Cable and Wireless Bermuda signed a new 15 year license to provide international telephony services, however it must now compete in Bermuda by keeping up with its competitors.


"We have always believed in Bermuda and with the new changes, new areas of growth have been created," said Reed. This was the first legal action taken by C&W against the Bermuda government, after having invested and operated on the English colony for over 100 years.
On the other end, C&W has also been a target for litigation for its actions in the region. In July a U.S. appeals court revived parts of an antitrust suit filed against Cable & Wireless Plc by a Caribbean radio broadcaster.

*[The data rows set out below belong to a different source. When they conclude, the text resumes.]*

//! Texture export: decode, flip to bottom-up row order, resize, save as TGA.

use std::path::Path;

use anyhow::{Context, Result};
use image::imageops::FilterType;
use image::{DynamicImage, ImageFormat};

/// Edge length used when a texture entry doesn't give one.
pub const DEFAULT_SIZE: u32 = 512;

/// Decodes `bytes`, flips it vertically and resizes it to `size` × `size`.
pub fn convert(bytes: &[u8], size: u32) -> Result<DynamicImage> {
    let image = image::load_from_memory(bytes).context("Failed to decode texture")?;
    let image = image.flipv().resize_exact(size, size, FilterType::Lanczos3);
    // The TGA encoder only takes 8-bit channels.
    Ok(if image.color().has_alpha() {
        DynamicImage::ImageRgba8(image.to_rgba8())
    } else {
        DynamicImage::ImageRgb8(image.to_rgb8())
    })
}

pub fn write_tga(image: &DynamicImage, output: &Path) -> Result<()> {
    image
        .save_with_format(output, ImageFormat::Tga)
        .with_context(|| format!("Failed to write texture: {:?}", output))
}

/// Reads `input`, converts it and writes the result to `output`.
pub fn convert_file(input: &Path, output: &Path, size: u32) -> Result<()> {
    let bytes =
        std::fs::read(input).with_context(|| format!("Failed to read texture: {:?}", input))?;
    let image = convert(&bytes, size).with_context(|| format!("Converting {:?}", input))?;
    write_tga(&image, output)?;
    tracing::info!("Converted texture {:?} -> {:?} ({size}x{size})", input, output);
    Ok(())
}

#[cfg(test)]
mod tests {
    use super::*;
    use image::{Rgb, RgbImage};
    use std::io::Cursor;

    /// Red top half, blue bottom half.
    fn split_png(size: u32) -> Vec<u8> {
        let image = RgbImage::from_fn(size, size, |_, y| {
            if y < size / 2 {
                Rgb([255, 0, 0])
            } else {
                Rgb([0, 0, 255])
            }
        });
        let mut png = Cursor::new(Vec::new());
        DynamicImage::ImageRgb8(image)
            .write_to(&mut png, ImageFormat::Png)
            .unwrap();
        png.into_inner()
    }

    #[test]
    fn flips_vertically() {
        let image = convert(&split_png(8), 8).unwrap().to_rgb8();
        let top = image.get_pixel(0, 0);
        let bottom = image.get_pixel(0, 7);
        assert!(top[2] > top[0], "top row should now be blue: {top:?}");
        assert!(bottom[0] > bottom[2], "bottom row should now be red: {bottom:?}");
    }

    #[test]
    fn resizes_to_square() {
        let image = convert(&split_png(16), 4).unwrap();
        assert_eq!((image.width(), image.height()), (4, 4));
    }

    #[test]
    fn writes_tga() {
        let dir = tempfile::tempdir().unwrap();
        let input = dir.path().join("in.png");
        let output = dir.path().join("out.tga");
        std::fs::write(&input, split_png(8)).unwrap();

        convert_file(&input, &output, 2).unwrap();

        let written = image::open(&output).unwrap();
        assert_eq!((written.width(), written.height()), (2, 2));
    }

    #[test]
    fn rejects_garbage() {
        assert!(convert(b"not an image", 4).is_err());
    }
}
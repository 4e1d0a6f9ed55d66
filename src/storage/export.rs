//! JSON and CSV writers for a finished [`Corpus`]

use std::fs::{self, File};
use std::io::{self, BufWriter, Write};
use std::path::Path;

use crate::error::Result;
use crate::models::Corpus;
use crate::storage::OutputFormat;

const CSV_SEPARATOR: char = ',';

/// Write the records as a pretty-printed JSON array
///
/// # Errors
///
/// Returns an error if serialization or the underlying write fails
pub fn write_json<W: Write>(corpus: &Corpus, writer: W) -> Result<()> {
    serde_json::to_writer_pretty(writer, corpus.records())?;
    Ok(())
}

/// Write the records as CSV with a header row
///
/// Columns are `condition`, `url`, then every other key seen in the corpus in
/// alphabetical order. A record without a column gets an empty cell.
///
/// # Errors
///
/// Returns an error if the underlying write fails
pub fn write_csv<W: Write>(corpus: &Corpus, mut writer: W) -> Result<()> {
    let columns = corpus.columns();
    write_row(&mut writer, &columns)?;

    for record in corpus.records() {
        let row: Vec<String> = columns
            .iter()
            .map(|column| record.get(column).unwrap_or_default().to_string())
            .collect();
        write_row(&mut writer, &row)?;
    }

    Ok(())
}

/// Write the corpus to `path`, creating parent directories as needed
///
/// # Errors
///
/// Returns an error if the file cannot be created or written
pub fn save(corpus: &Corpus, path: &Path, format: OutputFormat) -> Result<()> {
    if let Some(parent) = path.parent().filter(|p| !p.as_os_str().is_empty()) {
        fs::create_dir_all(parent)?;
    }

    let mut writer = BufWriter::new(File::create(path)?);
    match format {
        OutputFormat::Json => write_json(corpus, &mut writer)?,
        OutputFormat::Csv => write_csv(corpus, &mut writer)?,
    }
    writer.flush()?;

    tracing::info!(
        path = %path.display(),
        format = %format,
        records = corpus.len(),
        "Corpus saved"
    );

    Ok(())
}

fn needs_quotes(field: &str) -> bool {
    field.contains(CSV_SEPARATOR)
        || field.contains('"')
        || field.contains('\n')
        || field.contains('\r')
}

fn write_row<W: Write>(w: &mut W, row: &[String]) -> io::Result<()> {
    for (i, cell) in row.iter().enumerate() {
        if i > 0 {
            write!(w, "{CSV_SEPARATOR}")?;
        }
        if needs_quotes(cell) {
            write!(w, "\"{}\"", cell.replace('"', "\"\""))?;
        } else {
            write!(w, "{cell}")?;
        }
    }
    writeln!(w)
}
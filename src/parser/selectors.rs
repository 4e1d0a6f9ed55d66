//! CSS selectors shared by the frontier discoverer and the record extractor

use scraper::Selector;
use std::sync::LazyLock;

// Helper macro to parse hardcoded selectors
macro_rules! parse_selector {
    ($s:expr) => {
        Selector::parse($s).expect(concat!("Invalid CSS selector: ", $s))
    };
}

/// Hyperlinks on the index page
pub static LINK: LazyLock<Selector> = LazyLock::new(|| parse_selector!("a[href]"));

/// Top-level heading holding the condition name
pub static PAGE_HEADING: LazyLock<Selector> = LazyLock::new(|| parse_selector!("h1"));

/// Document title, the first fallback for the condition name
pub static TITLE: LazyLock<Selector> = LazyLock::new(|| parse_selector!("title"));

/// Second-level headings delimiting fields
pub static SECTION_HEADING: LazyLock<Selector> = LazyLock::new(|| parse_selector!("h2"));

/// Tag name of [`SECTION_HEADING`], used when walking siblings
pub const SECTION_HEADING_TAG: &str = "h2";

/// Elements whose text is never visible
pub const INVISIBLE_TAGS: &[&str] = &["script", "style", "noscript", "template"];
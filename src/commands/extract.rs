use anyhow::{Context, Result};

use medscrape::config::Config;
use medscrape::crawler::CorpusAggregator;

pub async fn extract(config: Config, url: String) -> Result<()> {
    let aggregator =
        CorpusAggregator::from_config(&config).context("Failed to initialize crawler")?;

    let record = aggregator
        .scrape_one(&url)
        .await
        .with_context(|| format!("Failed to fetch {url}"))?;

    let json = serde_json::to_string_pretty(&record).context("Failed to serialize record")?;
    println!("{json}");

    Ok(())
}
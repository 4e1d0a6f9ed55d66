//! Error types for the medscrape crawler
//!
//! This module defines the transport and run-level error types used
//! throughout the application.

use thiserror::Error;

/// Errors that can occur during HTTP fetching operations
#[derive(Error, Debug)]
pub enum FetchError {
    /// HTTP request error
    #[error("HTTP request failed: {0}")]
    Http(#[from] reqwest::Error),

    /// Non-success status code
    #[error("Unexpected status: {0}")]
    Status(u16),

    /// Request timeout
    #[error("Request timeout")]
    Timeout,

    /// Content decoding error
    #[error("Decoding error: {0}")]
    Decode(String),

    /// Invalid URL
    #[error("Invalid URL: {0}")]
    InvalidUrl(String),
}

impl FetchError {
    /// Whether the same address might succeed on a later run.
    ///
    /// The crawler never retries within a run; this only feeds diagnostics.
    #[must_use]
    pub fn is_recoverable(&self) -> bool {
        match self {
            Self::Http(_) | Self::Timeout => true,
            Self::Status(code) => matches!(code, 429 | 500 | 502 | 503 | 504),
            Self::Decode(_) | Self::InvalidUrl(_) => false,
        }
    }
}

/// Run-level crawler outcomes that end a crawl without a corpus
#[derive(Error, Debug)]
pub enum CrawlerError {
    /// The index page could not be fetched, so there is no frontier
    #[error("Index page unavailable: {0}")]
    IndexUnavailable(#[from] FetchError),

    /// The index page was read but links to no detail pages
    #[error("No condition URLs found on index page")]
    EmptyFrontier,

    /// Every detail page failed or none were processed
    #[error("Empty corpus: no condition records were extracted")]
    EmptyCorpus,
}
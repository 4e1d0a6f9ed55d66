//! HTML parsing and data extraction
//!
//! This module turns condition detail pages into [`ConditionRecord`]s:
//!
//! - [`keys`] - heading text to field key normalization and collision handling
//! - [`rules`] - ordered content rules deciding which elements carry text
//! - [`extract`] - the heading/sibling traversal producing one record per page
//! - [`sanitize`] - text cleanup for extracted blocks
//! - [`selectors`] - shared CSS selectors
//!
//! [`ConditionRecord`]: crate::models::ConditionRecord

pub mod extract;
pub mod keys;
pub mod rules;
pub mod sanitize;
pub mod selectors;

// Re-export main extractor and public types
pub use extract::ConditionExtractor;
pub use keys::{normalize_heading, KeyRegistry};
pub use rules::{ContentRule, ContentRules};
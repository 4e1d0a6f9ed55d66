use anyhow::{Context, Result};

use medscrape::config::Config;
use medscrape::crawler::CorpusAggregator;

pub async fn discover(config: Config) -> Result<()> {
    let aggregator =
        CorpusAggregator::from_config(&config).context("Failed to initialize crawler")?;

    let urls = aggregator
        .discover()
        .await
        .with_context(|| format!("Failed to fetch index {}", aggregator.index_url()))?;

    for url in &urls {
        println!("{url}");
    }
    eprintln!("{} detail pages found", urls.len());

    Ok(())
}
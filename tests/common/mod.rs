//! Common test utilities

use std::path::PathBuf;

use medscrape::crawler::{CorpusAggregator, FixedIdentity, FixedPacer, HttpFetcher};
use std::time::Duration;

#[allow(dead_code)]
pub const TEST_AGENT: &str = "medscrape-test/1.0";

/// Read an HTML fixture from `tests/fixtures/html`
#[allow(dead_code)]
pub fn fixture(name: &str) -> String {
    let path = PathBuf::from(env!("CARGO_MANIFEST_DIR"))
        .join("tests/fixtures/html")
        .join(name);
    std::fs::read_to_string(&path)
        .unwrap_or_else(|e| panic!("missing fixture {}: {e}", path.display()))
}

/// Index page linking to each of `slugs` under `/conditions/`
#[allow(dead_code)]
pub fn index_page(slugs: &[&str]) -> String {
    let links: String = slugs
        .iter()
        .map(|slug| format!(r#"<li><a href="/conditions/{slug}">{slug}</a></li>"#))
        .collect();
    format!(
        r#"<html><body><a href="/conditions">All</a><ul>{links}</ul></body></html>"#
    )
}

/// Detail page with one marked content block per `(heading, text)` pair
#[allow(dead_code)]
pub fn condition_page(name: &str, sections: &[(&str, &str)]) -> String {
    let body: String = sections
        .iter()
        .map(|(heading, text)| {
            format!(r#"<h2>{heading}</h2><div class="Text_wrapper__a1">{text}</div>"#)
        })
        .collect();
    format!("<html><head><title>{name} | Guide</title></head><body><h1>{name}</h1>{body}</body></html>")
}

/// Aggregator pointed at a mock server, with fixed identity and no pacing
#[allow(dead_code)]
pub fn test_aggregator(server_uri: &str) -> CorpusAggregator {
    let fetcher = HttpFetcher::new(Duration::from_secs(5)).expect("client");
    CorpusAggregator::new(format!("{server_uri}/conditions"), fetcher)
        .with_identity(FixedIdentity::new(TEST_AGENT))
        .with_pacer(FixedPacer::none())
}
//! Detail page to [`ConditionRecord`] extraction
//!
//! Detail pages carry no stable ids, so fields are inferred from structure:
//! every `h2` opens a field named after its text, and the field's content is
//! whatever the [`ContentRules`] find in the sibling elements that follow it,
//! up to the next `h2`.

use scraper::{ElementRef, Html};
use url::Url;

use crate::models::ConditionRecord;
use crate::parser::keys::normalize_heading;
use crate::parser::rules::{visible_text, ContentRules};
use crate::parser::selectors::{PAGE_HEADING, SECTION_HEADING, SECTION_HEADING_TAG, TITLE};
use crate::utils::title_case;

/// Separator between content blocks of one field
pub const BLOCK_SEPARATOR: &str = "\n\n";

/// Name used when neither the page nor its URL yields one
pub const UNKNOWN_CONDITION: &str = "Unknown";

/// Heading/sibling-traversal extractor for condition detail pages
#[derive(Debug, Clone)]
pub struct ConditionExtractor {
    rules: ContentRules,
}

impl ConditionExtractor {
    /// Extractor using the default rules for `marker`
    pub fn new(marker: impl Into<String>) -> Self {
        Self::with_rules(ContentRules::new(marker))
    }

    pub fn with_rules(rules: ContentRules) -> Self {
        Self { rules }
    }

    pub fn rules(&self) -> &ContentRules {
        &self.rules
    }

    /// Extract one record from a detail page
    ///
    /// Never fails: markup that hides an expected element only degrades the
    /// result (fallback name, omitted field).
    pub fn extract(&self, html: &str, url: &str) -> ConditionRecord {
        let document = Html::parse_document(html);
        let mut record = ConditionRecord::new(resolve_name(&document, url), url);

        for heading in document.select(&SECTION_HEADING) {
            let heading_text = visible_text(heading).unwrap_or_default();
            let blocks = self.section_blocks(heading);

            if blocks.is_empty() {
                tracing::trace!(url, heading = %heading_text, "Heading has no content, skipping");
                continue;
            }

            let key = record.insert_field(
                &normalize_heading(&heading_text),
                blocks.join(BLOCK_SEPARATOR),
            );
            tracing::trace!(
                url,
                heading = %heading_text,
                key = %key,
                blocks = blocks.len(),
                "Extracted field"
            );
        }

        record
    }

    /// Content blocks in the siblings between `heading` and the next section heading
    ///
    /// A sibling that wraps the next heading ends the field as well.
    fn section_blocks(&self, heading: ElementRef<'_>) -> Vec<String> {
        heading
            .next_siblings()
            .filter_map(ElementRef::wrap)
            .take_while(|sibling| !opens_section(*sibling))
            .flat_map(|sibling| self.rules.apply(sibling))
            .collect()
    }
}

fn opens_section(element: ElementRef<'_>) -> bool {
    element.value().name() == SECTION_HEADING_TAG
        || element.select(&SECTION_HEADING).next().is_some()
}

/// Condition name: first `h1`, else the `<title>` before `|`, else the URL slug
fn resolve_name(document: &Html, url: &str) -> String {
    if let Some(name) = document
        .select(&PAGE_HEADING)
        .next()
        .and_then(visible_text)
    {
        return name;
    }

    if let Some(name) = document
        .select(&TITLE)
        .next()
        .and_then(visible_text)
        .and_then(|title| {
            let first = title.split('|').next().unwrap_or_default().trim();
            (!first.is_empty()).then(|| first.to_string())
        })
    {
        return name;
    }

    name_from_url(url)
}

/// Derive a display name from the last path segment of a URL
///
/// # Examples
///
/// ```
/// use medscrape::parser::extract::name_from_url;
///
/// assert_eq!(name_from_url("https://x/conditions/chronic-kidney-disease/"), "Chronic Kidney Disease");
/// ```
pub fn name_from_url(url: &str) -> String {
    let segment = match Url::parse(url) {
        Ok(parsed) => parsed
            .path_segments()
            .and_then(|segments| segments.filter(|s| !s.is_empty()).last())
            .map(String::from),
        Err(_) => url
            .trim_end_matches('/')
            .rsplit('/')
            .next()
            .map(String::from),
    };

    let name = title_case(&segment.unwrap_or_default().replace('-', " "));
    if name.is_empty() {
        UNKNOWN_CONDITION.to_string()
    } else {
        name
    }
}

Caribbean Broadcasting Systems, based in the British Virgin Islands charged C&W along with another company for illegally crushing its 1984 bid to start an FM station by misleading advertisers and objecting to its license application.
The broadcasting company said C&W in a joint venture with Caribbean Communications Company wanted to monopolise the regional FM market by allowing the communications company to offer FM radio while C&W use the FM frequency as a FM paging service.
That case is still open.


Even so, Cable & Wireless now has to trim its waist in preparation for international competition as well as a client base that is becoming less tolerant of high communications costs.
The other providers sitting patiently on the sidelines include AT&T, MCI WorldCom and Sprint.


C&W's best option is to increase revenues on local calls since it already has the infrastructure such as the telephone lines, etc. However, it will have to cut costs associated with its overseas and long-distance calling service if it wants to retain a significant part of its market share when the market opens up.
Its strategy still has to get past consumers, the most important variable in the business equation.

Dominican businessman, Yvor Nassief, operating in Bermuda, called on the Edison James government to review Cable & Wireless' books before allowing the company to up its local rates.
"Must we simply accept their offer or investigate whether they cannot do better? We must see their books and only then will we know the true scope for rate reductions," he said.